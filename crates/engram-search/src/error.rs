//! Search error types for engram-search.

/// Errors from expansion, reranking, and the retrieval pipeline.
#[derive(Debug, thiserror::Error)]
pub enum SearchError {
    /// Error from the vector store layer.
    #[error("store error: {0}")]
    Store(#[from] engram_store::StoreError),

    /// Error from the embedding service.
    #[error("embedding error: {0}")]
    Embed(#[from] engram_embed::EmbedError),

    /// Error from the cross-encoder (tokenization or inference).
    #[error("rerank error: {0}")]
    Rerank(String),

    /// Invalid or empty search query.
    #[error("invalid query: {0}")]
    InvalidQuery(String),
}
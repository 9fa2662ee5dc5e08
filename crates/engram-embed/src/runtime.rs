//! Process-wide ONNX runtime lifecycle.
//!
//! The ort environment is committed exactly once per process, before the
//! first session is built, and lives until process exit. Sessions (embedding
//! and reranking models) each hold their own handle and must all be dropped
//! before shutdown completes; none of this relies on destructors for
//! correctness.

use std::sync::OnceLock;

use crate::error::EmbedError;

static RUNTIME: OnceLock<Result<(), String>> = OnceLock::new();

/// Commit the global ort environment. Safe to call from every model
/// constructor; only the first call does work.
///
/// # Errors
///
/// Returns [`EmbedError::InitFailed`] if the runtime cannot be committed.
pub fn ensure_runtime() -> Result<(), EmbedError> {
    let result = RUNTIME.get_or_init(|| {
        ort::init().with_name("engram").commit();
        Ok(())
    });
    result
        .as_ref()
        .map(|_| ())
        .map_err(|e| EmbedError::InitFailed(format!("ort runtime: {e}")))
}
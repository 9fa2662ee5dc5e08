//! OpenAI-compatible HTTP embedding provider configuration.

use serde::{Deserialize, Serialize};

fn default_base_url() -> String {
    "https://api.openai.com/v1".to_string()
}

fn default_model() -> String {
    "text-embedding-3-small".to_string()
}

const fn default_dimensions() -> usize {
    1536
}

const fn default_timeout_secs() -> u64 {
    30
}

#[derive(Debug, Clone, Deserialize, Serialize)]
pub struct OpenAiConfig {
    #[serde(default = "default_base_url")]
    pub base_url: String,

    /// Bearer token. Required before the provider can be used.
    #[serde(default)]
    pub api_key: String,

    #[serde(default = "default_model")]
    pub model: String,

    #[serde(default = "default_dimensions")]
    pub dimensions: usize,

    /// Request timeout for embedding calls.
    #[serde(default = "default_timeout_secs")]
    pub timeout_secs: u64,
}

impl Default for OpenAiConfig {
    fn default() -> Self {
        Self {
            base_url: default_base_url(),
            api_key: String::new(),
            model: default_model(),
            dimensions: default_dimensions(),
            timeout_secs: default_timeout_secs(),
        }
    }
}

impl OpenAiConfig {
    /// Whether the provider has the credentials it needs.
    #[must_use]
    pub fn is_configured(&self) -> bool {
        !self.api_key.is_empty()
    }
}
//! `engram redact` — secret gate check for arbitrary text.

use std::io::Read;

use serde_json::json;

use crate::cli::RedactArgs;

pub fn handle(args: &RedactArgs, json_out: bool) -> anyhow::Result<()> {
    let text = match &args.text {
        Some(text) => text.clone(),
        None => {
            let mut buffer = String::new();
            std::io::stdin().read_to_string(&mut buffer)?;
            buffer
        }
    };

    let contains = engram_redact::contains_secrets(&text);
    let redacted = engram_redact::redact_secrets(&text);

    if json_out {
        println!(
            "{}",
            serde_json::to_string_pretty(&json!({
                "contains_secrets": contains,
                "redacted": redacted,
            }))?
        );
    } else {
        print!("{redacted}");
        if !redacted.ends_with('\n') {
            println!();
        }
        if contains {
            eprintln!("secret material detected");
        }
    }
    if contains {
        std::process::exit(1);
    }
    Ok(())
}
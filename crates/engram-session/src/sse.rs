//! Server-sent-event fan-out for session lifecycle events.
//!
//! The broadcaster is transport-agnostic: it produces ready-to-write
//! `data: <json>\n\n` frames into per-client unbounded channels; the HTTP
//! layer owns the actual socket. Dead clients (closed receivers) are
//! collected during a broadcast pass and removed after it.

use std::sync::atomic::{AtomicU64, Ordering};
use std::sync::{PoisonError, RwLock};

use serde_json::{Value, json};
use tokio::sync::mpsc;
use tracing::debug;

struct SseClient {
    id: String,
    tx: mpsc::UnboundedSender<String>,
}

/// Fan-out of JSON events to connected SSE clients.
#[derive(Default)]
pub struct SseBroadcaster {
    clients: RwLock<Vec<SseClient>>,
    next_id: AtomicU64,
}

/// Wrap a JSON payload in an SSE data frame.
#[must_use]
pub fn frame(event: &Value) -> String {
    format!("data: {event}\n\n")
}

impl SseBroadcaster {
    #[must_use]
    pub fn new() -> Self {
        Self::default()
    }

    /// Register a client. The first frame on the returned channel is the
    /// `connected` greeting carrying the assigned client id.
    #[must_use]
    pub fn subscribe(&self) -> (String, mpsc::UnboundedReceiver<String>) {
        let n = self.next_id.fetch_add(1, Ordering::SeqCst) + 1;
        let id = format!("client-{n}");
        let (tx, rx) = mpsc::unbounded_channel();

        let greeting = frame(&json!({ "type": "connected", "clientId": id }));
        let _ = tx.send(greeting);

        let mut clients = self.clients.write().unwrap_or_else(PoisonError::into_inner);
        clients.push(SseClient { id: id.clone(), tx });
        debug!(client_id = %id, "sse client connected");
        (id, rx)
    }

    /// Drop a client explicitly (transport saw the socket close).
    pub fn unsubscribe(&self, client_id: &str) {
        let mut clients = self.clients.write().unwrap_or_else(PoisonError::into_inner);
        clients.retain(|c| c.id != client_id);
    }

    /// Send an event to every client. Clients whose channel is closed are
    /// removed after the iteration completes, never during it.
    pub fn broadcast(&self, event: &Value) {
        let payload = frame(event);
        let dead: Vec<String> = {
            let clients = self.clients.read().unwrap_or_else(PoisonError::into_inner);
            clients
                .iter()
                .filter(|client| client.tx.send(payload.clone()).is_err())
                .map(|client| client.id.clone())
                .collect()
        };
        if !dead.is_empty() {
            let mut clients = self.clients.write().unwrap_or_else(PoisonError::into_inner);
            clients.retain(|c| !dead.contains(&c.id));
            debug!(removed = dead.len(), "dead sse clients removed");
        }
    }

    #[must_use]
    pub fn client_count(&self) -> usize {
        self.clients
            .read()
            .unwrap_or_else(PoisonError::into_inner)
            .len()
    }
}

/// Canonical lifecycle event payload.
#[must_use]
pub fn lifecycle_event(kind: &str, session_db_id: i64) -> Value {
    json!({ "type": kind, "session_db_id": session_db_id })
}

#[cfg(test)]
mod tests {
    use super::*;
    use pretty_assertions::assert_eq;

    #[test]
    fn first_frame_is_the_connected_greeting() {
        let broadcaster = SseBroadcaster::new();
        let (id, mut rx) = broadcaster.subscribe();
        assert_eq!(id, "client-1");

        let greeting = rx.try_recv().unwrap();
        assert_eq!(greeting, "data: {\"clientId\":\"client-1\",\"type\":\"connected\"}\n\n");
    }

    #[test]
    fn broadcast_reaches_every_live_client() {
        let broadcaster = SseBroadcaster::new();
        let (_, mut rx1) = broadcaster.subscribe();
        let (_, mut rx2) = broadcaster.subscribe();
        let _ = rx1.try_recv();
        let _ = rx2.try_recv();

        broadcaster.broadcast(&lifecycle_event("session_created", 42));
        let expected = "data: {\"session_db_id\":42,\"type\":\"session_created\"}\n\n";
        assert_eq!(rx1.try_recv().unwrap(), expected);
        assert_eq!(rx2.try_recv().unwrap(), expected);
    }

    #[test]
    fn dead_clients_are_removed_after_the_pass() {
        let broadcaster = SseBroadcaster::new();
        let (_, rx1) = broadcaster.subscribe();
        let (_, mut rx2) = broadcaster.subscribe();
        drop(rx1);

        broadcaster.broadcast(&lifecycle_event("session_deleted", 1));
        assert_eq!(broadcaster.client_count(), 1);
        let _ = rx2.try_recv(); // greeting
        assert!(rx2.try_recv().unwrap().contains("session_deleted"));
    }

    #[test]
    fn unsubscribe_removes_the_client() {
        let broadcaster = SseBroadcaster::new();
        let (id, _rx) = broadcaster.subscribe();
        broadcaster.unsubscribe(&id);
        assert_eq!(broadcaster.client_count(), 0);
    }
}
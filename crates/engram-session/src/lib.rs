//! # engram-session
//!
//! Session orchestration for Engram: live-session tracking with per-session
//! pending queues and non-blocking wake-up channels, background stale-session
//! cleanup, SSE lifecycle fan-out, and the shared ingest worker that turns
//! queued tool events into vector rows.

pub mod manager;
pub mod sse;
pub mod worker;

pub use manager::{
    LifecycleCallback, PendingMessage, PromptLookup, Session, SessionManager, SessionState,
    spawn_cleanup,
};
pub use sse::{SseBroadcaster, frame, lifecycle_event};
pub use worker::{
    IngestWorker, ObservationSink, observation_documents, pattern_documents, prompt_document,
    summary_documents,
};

**INSTRUCTIONS TO FOLLOW**.
How many lines of the entries include the string "Serialize"? Answer with a number and no other words.

**SOLUTION TO THIS TASK**.
2